- [YOUR TASK]: Up through the line that contains "use std::time::Duration;", retype the entries exactly, beginning at the very first line.
━━ RECORDS TO USE
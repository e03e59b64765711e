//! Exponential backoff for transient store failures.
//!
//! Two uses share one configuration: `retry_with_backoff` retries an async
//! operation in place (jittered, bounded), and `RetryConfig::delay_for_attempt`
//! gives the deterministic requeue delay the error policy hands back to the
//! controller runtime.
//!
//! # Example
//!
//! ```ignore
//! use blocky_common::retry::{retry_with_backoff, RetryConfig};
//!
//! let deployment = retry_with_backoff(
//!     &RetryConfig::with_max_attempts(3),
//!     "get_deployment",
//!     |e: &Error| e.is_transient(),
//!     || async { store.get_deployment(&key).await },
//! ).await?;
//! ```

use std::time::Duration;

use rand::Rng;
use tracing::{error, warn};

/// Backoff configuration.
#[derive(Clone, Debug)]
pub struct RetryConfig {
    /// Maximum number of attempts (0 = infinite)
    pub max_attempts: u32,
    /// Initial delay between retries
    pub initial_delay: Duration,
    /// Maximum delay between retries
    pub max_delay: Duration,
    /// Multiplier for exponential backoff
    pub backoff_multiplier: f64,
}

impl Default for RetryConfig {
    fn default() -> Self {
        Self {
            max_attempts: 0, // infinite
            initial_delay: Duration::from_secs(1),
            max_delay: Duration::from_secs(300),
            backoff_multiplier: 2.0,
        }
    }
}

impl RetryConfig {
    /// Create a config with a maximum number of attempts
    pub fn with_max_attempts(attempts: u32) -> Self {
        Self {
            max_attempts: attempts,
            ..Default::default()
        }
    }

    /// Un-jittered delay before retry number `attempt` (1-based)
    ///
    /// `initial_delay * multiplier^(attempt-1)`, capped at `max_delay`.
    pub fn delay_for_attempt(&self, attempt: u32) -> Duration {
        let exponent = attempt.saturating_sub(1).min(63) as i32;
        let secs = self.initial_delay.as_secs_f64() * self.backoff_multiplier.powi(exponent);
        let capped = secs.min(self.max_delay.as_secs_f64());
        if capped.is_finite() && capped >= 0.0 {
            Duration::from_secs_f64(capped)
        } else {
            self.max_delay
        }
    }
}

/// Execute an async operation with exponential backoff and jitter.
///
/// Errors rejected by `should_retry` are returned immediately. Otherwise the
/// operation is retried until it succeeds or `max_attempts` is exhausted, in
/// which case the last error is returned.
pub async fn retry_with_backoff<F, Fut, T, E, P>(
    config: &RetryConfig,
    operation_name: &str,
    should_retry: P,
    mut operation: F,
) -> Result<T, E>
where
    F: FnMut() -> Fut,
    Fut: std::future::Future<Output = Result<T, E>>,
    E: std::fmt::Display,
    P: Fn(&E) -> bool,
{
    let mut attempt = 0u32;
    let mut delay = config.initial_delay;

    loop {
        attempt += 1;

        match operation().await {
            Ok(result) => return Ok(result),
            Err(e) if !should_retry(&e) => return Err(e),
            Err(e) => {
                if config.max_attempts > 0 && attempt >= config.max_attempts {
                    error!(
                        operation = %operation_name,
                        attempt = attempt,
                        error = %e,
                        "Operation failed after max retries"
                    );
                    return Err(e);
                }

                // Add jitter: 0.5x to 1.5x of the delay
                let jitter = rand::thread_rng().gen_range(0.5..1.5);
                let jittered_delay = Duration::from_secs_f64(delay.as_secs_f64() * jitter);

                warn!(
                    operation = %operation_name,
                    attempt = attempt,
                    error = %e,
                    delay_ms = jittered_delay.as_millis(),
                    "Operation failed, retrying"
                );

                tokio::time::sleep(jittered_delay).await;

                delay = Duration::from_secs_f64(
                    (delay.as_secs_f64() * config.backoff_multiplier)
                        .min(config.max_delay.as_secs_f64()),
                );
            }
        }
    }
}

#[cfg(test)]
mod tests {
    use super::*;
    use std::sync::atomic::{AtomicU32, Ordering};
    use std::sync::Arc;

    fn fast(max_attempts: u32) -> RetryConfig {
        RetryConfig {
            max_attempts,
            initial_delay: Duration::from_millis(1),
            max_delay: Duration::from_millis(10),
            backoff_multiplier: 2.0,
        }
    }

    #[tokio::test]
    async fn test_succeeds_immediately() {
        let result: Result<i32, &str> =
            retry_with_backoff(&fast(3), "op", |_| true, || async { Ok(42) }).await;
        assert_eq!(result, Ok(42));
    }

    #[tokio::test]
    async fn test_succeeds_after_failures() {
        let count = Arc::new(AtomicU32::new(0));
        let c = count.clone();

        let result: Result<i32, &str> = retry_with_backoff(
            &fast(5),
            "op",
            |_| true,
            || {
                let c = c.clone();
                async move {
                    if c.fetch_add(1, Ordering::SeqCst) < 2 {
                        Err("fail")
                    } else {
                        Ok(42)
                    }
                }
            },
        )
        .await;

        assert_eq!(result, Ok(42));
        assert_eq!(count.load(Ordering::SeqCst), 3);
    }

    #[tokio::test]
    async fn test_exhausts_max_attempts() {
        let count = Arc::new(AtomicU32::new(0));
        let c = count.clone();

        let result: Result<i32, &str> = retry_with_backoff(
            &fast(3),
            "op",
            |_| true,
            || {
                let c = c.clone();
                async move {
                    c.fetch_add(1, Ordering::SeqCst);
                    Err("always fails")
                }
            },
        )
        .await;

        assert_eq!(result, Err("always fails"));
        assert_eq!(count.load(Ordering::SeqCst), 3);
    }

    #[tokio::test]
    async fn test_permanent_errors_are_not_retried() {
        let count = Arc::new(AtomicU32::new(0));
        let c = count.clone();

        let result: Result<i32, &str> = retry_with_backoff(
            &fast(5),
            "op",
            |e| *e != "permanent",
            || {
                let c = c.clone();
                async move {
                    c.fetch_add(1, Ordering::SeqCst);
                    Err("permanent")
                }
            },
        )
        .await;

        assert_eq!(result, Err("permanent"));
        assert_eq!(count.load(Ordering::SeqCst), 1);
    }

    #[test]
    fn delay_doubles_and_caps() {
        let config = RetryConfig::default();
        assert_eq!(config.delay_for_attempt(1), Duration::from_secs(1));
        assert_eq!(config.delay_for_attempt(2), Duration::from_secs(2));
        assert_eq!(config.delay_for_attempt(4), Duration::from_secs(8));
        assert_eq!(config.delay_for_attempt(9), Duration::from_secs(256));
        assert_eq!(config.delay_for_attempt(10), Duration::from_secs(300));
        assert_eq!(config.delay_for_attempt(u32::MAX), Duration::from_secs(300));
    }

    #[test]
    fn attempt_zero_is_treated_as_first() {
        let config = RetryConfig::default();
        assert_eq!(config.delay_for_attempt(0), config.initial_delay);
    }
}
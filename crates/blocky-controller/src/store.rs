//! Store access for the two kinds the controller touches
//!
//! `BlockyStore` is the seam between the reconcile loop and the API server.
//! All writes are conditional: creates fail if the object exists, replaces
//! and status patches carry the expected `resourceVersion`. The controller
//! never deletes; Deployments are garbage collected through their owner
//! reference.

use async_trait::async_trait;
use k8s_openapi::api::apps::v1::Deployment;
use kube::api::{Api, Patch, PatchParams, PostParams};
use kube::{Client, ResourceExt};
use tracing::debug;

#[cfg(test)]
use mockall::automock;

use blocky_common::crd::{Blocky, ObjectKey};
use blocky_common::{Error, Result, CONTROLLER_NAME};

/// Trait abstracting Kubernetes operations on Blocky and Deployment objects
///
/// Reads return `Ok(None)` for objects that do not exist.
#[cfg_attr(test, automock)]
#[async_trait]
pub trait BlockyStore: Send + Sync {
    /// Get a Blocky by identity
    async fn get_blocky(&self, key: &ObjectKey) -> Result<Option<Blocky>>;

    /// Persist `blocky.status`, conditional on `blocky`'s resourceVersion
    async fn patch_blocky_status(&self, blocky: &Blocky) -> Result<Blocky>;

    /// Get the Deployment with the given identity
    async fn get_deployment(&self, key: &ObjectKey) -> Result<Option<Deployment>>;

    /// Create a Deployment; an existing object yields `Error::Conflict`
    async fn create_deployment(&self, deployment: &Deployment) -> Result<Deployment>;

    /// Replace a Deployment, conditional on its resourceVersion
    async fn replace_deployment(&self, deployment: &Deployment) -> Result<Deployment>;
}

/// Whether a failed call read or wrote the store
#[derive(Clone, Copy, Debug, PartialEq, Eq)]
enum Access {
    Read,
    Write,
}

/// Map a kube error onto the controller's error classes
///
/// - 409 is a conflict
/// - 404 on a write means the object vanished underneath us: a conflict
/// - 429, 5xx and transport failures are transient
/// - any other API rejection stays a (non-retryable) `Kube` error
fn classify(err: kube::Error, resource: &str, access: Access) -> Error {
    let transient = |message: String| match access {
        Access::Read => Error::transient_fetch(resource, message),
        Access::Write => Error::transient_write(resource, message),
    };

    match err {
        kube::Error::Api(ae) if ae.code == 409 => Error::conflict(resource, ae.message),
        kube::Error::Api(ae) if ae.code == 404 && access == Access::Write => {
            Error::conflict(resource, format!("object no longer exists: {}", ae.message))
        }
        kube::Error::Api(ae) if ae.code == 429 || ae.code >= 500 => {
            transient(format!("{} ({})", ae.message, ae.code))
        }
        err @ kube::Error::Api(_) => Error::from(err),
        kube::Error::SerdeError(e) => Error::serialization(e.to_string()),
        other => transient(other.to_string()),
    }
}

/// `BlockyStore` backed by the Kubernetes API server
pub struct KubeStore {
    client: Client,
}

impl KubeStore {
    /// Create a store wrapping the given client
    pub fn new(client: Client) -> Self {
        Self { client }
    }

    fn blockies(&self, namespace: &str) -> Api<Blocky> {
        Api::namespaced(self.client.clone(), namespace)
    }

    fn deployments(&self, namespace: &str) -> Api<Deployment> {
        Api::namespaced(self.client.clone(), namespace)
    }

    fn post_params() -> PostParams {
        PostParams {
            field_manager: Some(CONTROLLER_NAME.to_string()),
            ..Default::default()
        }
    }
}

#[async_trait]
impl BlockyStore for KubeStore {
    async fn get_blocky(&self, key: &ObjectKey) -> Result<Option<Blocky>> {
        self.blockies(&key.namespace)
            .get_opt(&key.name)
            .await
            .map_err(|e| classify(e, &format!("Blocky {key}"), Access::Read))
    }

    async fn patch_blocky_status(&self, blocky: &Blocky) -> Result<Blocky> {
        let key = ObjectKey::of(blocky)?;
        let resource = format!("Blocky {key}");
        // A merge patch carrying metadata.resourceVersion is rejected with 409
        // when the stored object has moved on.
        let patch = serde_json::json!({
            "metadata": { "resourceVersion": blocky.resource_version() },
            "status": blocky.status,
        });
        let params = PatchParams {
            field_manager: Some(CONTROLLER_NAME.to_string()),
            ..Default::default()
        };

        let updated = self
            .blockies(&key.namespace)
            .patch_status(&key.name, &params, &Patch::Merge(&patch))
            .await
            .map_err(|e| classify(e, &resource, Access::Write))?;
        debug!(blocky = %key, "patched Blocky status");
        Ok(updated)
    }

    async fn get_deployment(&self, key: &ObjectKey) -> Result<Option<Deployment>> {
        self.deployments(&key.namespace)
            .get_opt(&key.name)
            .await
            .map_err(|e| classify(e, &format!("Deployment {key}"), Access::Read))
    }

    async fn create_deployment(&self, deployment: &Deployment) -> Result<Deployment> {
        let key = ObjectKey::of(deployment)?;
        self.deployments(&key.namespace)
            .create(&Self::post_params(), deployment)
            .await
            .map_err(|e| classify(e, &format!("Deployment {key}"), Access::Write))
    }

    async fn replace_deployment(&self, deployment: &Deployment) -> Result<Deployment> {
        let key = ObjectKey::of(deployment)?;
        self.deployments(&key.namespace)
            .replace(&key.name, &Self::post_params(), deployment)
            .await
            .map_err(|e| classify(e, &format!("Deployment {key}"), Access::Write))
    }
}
━━━━
- [EXERCISE OUTPUT]:
repository e03e59b64765711e
//! Exponential backoff for transient store failures.
//!
//! Two uses share one configuration: `retry_with_backoff` retries an async
//! operation in place (jittered, bounded), and `RetryConfig::delay_for_attempt`
//! gives the deterministic requeue delay the error policy hands back to the
//! controller runtime.
//!
//! # Example
//!
//! ```ignore
//! use blocky_common::retry::{retry_with_backoff, RetryConfig};
//!
//! let deployment = retry_with_backoff(
//!     &RetryConfig::with_max_attempts(3),
//!     "get_deployment",
//!     |e: &Error| e.is_transient(),
//!     || async { store.get_deployment(&key).await },
//! ).await?;
//! ```

use std::time::Duration;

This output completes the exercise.